Last weekend, my husband and I had the supreme honor of attending our 4-year-old nephew’s soccer game. It was as hilarious and adorable as you would expect from a gaggle of 4-year-old soccer players—they were running into one another, tripping over their own feet, or standing totally still while staring at the sky for the entire game. I loved it. I love 4-year-old soccer players. (As a proud aunt, I must include that my nephew is legitimately talented at soccer and played a really impressive game, scoring several points! I’m beaming still.)
Aside from my nephew, the player I loved most was a little blonde boy on my nephew’s team. He didn’t necessarily have the most finely tuned skills, but I could totally relate to his strategy.
Every time my blonde buddy got the ball, he made a beeline for the goal. The one little problem is that he went towards the wrong goal—every time. His teammates, coach, and fans would scream, “WRONG WAY!!!” but he was so deeply determined to get to that goal (any goal, really) that he couldn’t comprehend the chorus of sound advice being sung to him.
You guys, I love this so much. I love my blonde buddy who scored countless points in the opposing team’s goal. I GET YOU, BLONDE BUDDY. Because of course you’d make a run for the opposing team’s goal whenever you gained control of the ball. No one is there to stop you! The defense can be so annoying, complicating the entire scoring mission. He just wanted to avoid traffic and get the ball into the goal, which is, after all, the entire point of the game (to the extent he understood it).
It’s so tempting to take the easy way out—to go in the wrong direction, whether you know it’s wrong or not, because you see a way to bypass some barriers. I understand that; barriers are no fun and reaching a goal is so fun.

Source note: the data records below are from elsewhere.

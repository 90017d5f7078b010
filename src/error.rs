use std::path::PathBuf;

use thiserror::Error;

use crate::{ir::verify::VerifyError, lexer::Position};

#[derive(Error, Debug)]
pub enum ConfigError {
    #[error("Tape length must be a positive number of cells, got {0}")]
    InvalidTapeLength(usize),

    #[error("No input code or file provided")]
    MissingSource,

    #[error("Can't read {path:?}: {source}")]
    Io {
        path: PathBuf,
        #[source]
        source: std::io::Error,
    },
}

#[derive(Error, Debug)]
pub enum CompileError {
    #[error(transparent)]
    Configuration(#[from] ConfigError),

    #[error("Can't find matching {other} for {bracket} at {position}")]
    UnmatchedBracket {
        bracket: char,
        other: char,
        position: Position,
    },

    #[error("Emitted a malformed block graph: {0}")]
    Malformed(#[from] VerifyError),
}

impl CompileError {
    pub fn unmatched(bracket: char, position: Position) -> Self {
        let other = if bracket == '[' { ']' } else { '[' };
        CompileError::UnmatchedBracket {
            bracket,
            other,
            position,
        }
    }
}
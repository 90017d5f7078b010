pub mod ir_interpreter;

use std::io::Write;

use thiserror::Error;

use crate::ir::Type;

pub const DEFAULT_STEP_LIMIT: usize = 10_000_000;

/// Fill byte for fresh stack allocations, so reads of memory the program
/// never initialised stand out
const UNINITIALISED: u8 = 0xCD;

#[derive(Error, Debug)]
pub enum RuntimeError {
    #[error("IO Error")]
    FileIO(
        #[from]
        std::io::Error,
    ),

    #[error("Pointer offset ({offset}) out of bounds (max length {len})")]
    OutOfBounds { offset: isize, len: usize },

    #[error("Expected {expected} but found {found}")]
    TypeMismatch { expected: String, found: String },

    #[error("Value %{0} used before it was defined")]
    UndefinedValue(u32),

    #[error("Branch to missing block #{0}")]
    MissingBlock(u32),

    #[error("Block {0} has no terminator")]
    Unterminated(String),

    #[error("Gave up after {0} instructions")]
    StepLimit(usize),
}

/// Address of a cell: an allocation and an offset into it
#[derive(Debug, Clone, Copy, PartialEq, Eq)]
pub struct Pointer {
    pub allocation: usize,
    pub offset: isize,
}

#[derive(Debug, Clone, Copy, PartialEq, Eq)]
pub enum RuntimeValue {
    /// Integer truncated to the width of its type
    Int(Type, u64),
    Ptr(Pointer),
}

impl RuntimeValue {
    pub fn int(ty: Type, value: i64) -> Self {
        let mask = match ty {
            Type::I1 => 0x1,
            Type::I8 => 0xff,
            Type::I32 => 0xffff_ffff,
            _ => u64::MAX,
        };
        RuntimeValue::Int(ty, value as u64 & mask)
    }

    fn describe(&self) -> String {
        match self {
            RuntimeValue::Int(ty, _) => ty.to_string(),
            RuntimeValue::Ptr(_) => "ptr".to_string(),
        }
    }
}

#[derive(Debug, Clone, PartialEq)]
enum Allocation {
    Bytes(Vec<u8>),
    Pointer(Option<Pointer>),
}

/// Memory and the output stream the interpreted program writes to
pub struct Runtime<W: Write> {
    allocations: Vec<Allocation>,

    out_stream: W,

    /// Maximum number of instructions executed before giving up
    pub step_limit: usize,
}

impl<W: Write> Runtime<W> {
    pub fn new(out_stream: W) -> Self {
        Self {
            allocations: vec![],
            out_stream,
            step_limit: DEFAULT_STEP_LIMIT,
        }
    }

    pub fn with_step_limit(mut self, step_limit: usize) -> Self {
        self.step_limit = step_limit;
        self
    }

    pub fn into_output(self) -> W {
        self.out_stream
    }

    pub fn alloca(&mut self, ty: Type) -> Pointer {
        let allocation = match ty {
            Type::ByteArray(len) => Allocation::Bytes(vec![UNINITIALISED; len]),
            Type::Ptr => Allocation::Pointer(None),
            other => Allocation::Bytes(vec![UNINITIALISED; byte_size(other)]),
        };
        self.allocations.push(allocation);
        Pointer {
            allocation: self.allocations.len() - 1,
            offset: 0,
        }
    }

    /// Read `len` bytes starting at `pointer`
    pub fn bytes(&self, pointer: Pointer, len: usize) -> Result<&[u8], RuntimeError> {
        let bytes = self.byte_allocation(pointer)?;
        let start = self.check_pointer(pointer, bytes.len(), len)?;
        Ok(&bytes[start..start + len])
    }

    pub fn load_byte(&self, pointer: Pointer) -> Result<u8, RuntimeError> {
        Ok(self.bytes(pointer, 1)?[0])
    }

    pub fn store_byte(&mut self, pointer: Pointer, value: u8) -> Result<(), RuntimeError> {
        self.fill(pointer, 1, value)
    }

    /// Set `len` bytes starting at `pointer` to `value`
    pub fn fill(&mut self, pointer: Pointer, len: usize, value: u8) -> Result<(), RuntimeError> {
        let available = self.byte_allocation(pointer)?.len();
        let start = self.check_pointer(pointer, available, len)?;
        if let Some(Allocation::Bytes(bytes)) = self.allocations.get_mut(pointer.allocation) {
            bytes[start..start + len].fill(value);
        }
        Ok(())
    }

    pub fn load_pointer(&self, slot: Pointer) -> Result<Pointer, RuntimeError> {
        match self.allocations.get(slot.allocation) {
            Some(Allocation::Pointer(Some(pointer))) if slot.offset == 0 => Ok(*pointer),
            Some(Allocation::Pointer(None)) => Err(RuntimeError::TypeMismatch {
                expected: "initialised ptr".to_string(),
                found: "uninitialised memory".to_string(),
            }),
            _ => Err(RuntimeError::TypeMismatch {
                expected: "ptr slot".to_string(),
                found: "byte memory".to_string(),
            }),
        }
    }

    pub fn store_pointer(&mut self, slot: Pointer, value: Pointer) -> Result<(), RuntimeError> {
        match self.allocations.get_mut(slot.allocation) {
            Some(Allocation::Pointer(stored)) if slot.offset == 0 => {
                *stored = Some(value);
                Ok(())
            }
            _ => Err(RuntimeError::TypeMismatch {
                expected: "ptr slot".to_string(),
                found: "byte memory".to_string(),
            }),
        }
    }

    /// Write stream in runtime from pointer
    pub fn write(&mut self, pointer: Pointer, len: usize) -> Result<(), RuntimeError> {
        let bytes = self.bytes(pointer, len)?.to_vec();
        self.out_stream.write_all(&bytes)?;
        Ok(())
    }

    fn byte_allocation(&self, pointer: Pointer) -> Result<&Vec<u8>, RuntimeError> {
        match self.allocations.get(pointer.allocation) {
            Some(Allocation::Bytes(bytes)) => Ok(bytes),
            _ => Err(RuntimeError::TypeMismatch {
                expected: "byte memory".to_string(),
                found: "ptr slot".to_string(),
            }),
        }
    }

    /// Pointers may wander anywhere, they're only checked once they're read/written
    fn check_pointer(
        &self,
        pointer: Pointer,
        available: usize,
        len: usize,
    ) -> Result<usize, RuntimeError> {
        if pointer.offset < 0 || pointer.offset as usize + len > available {
            return Err(RuntimeError::OutOfBounds {
                offset: pointer.offset,
                len: available,
            });
        }
        Ok(pointer.offset as usize)
    }
}

fn byte_size(ty: Type) -> usize {
    match ty {
        Type::I1 | Type::I8 => 1,
        Type::I32 => 4,
        Type::Ptr => 8,
        Type::ByteArray(len) => len,
    }
}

Although my blonde buddy was able to avoid a line of defense, he didn’t have anyone else with him on offense. He was on his own, which may have been fine since he was capable of reaching the goal untouched, but the aftermath of his “goal” was nothing like he’d want it to be. He was alone on one side of the field, with no one to high five or to celebrate with. And that was actually the least of his worries because he also didn’t have anything to celebrate. His goal, of course, would not count, and possession of the ball would go to the other team.
If my blog posts had sound effects, this is where I would insert a gigantic: WOMP, WOMP.
Here’s the thing: Opposition is not all bad. In fact, sometimes barriers are one of the few indicators we have that we are going in the right direction. If we make it to “the” (our) goal without any obstacles, maybe we need to reconsider whether or not we’re aiming for the correct goal. Certainly, if we make it to our goal and don’t have anyone around to help us celebrate, then we very well may have taken a wrong turn somewhere.
A couple of weeks ago, I began training for my second half-marathon. I have since taken a week and a half off from training, but that’s another story for another time.
On day two of my training, we were experiencing a particularly windy day here in my little space on the globe. I mean, really windy, with some occasional rain showers to sweeten the deal. Being the dedicated runner that I was for that one week, I decided to get out there and do my three-mile run for the day.
In a word, the experience was TERRIBLE. For much of the run, I was running against the wind, causing my eyes to tear without ceasing and, consequently, blinding me. I was painfully out of breath, which is ironic considering the amount of air rushing towards my body, and I somehow picked the most uphill route in all of my typically flat, midwestern state.
I was miserable. But I also know that day of training made me stronger—not only physically, but mentally, too. It wasn’t a run going slightly downhill on a sunny and wind-free day, but the elements—the defensive line, if you will—forced me to work harder and with more determination in order to reach my goal for that day.
Challenges are what strengthen us, increase our need for people who are on our team, and make the moments when we reach our goals much more worthwhile. If we cheat or take the easy way out, our triumphs will be watered down, if not totally nullified.
I love the people who were yelling at my blonde buddy to turn around and go the other way. He didn’t listen (Because he’s 4, still learning the game, and just wanted to score a goal, gosh dang it!), but he has those people looking out for him and I hope we all do, too.
We need strong voices on the field and cheering for us from the sidelines—people who are all the way for us. We need the voices of those who will run with us towards the defensive line or strong winds, and those who will stand to the side, offering us encouragement and holding our water bottle. We need the voices that will alert us when we’re heading in the wrong direction, and urge us to turn around, even if it means we have to move into hardship.
Know who those voices are for you—the voices of people who are on your team. Listen to them, trust them, and let them run with you towards the goals that sit just beyond the barriers.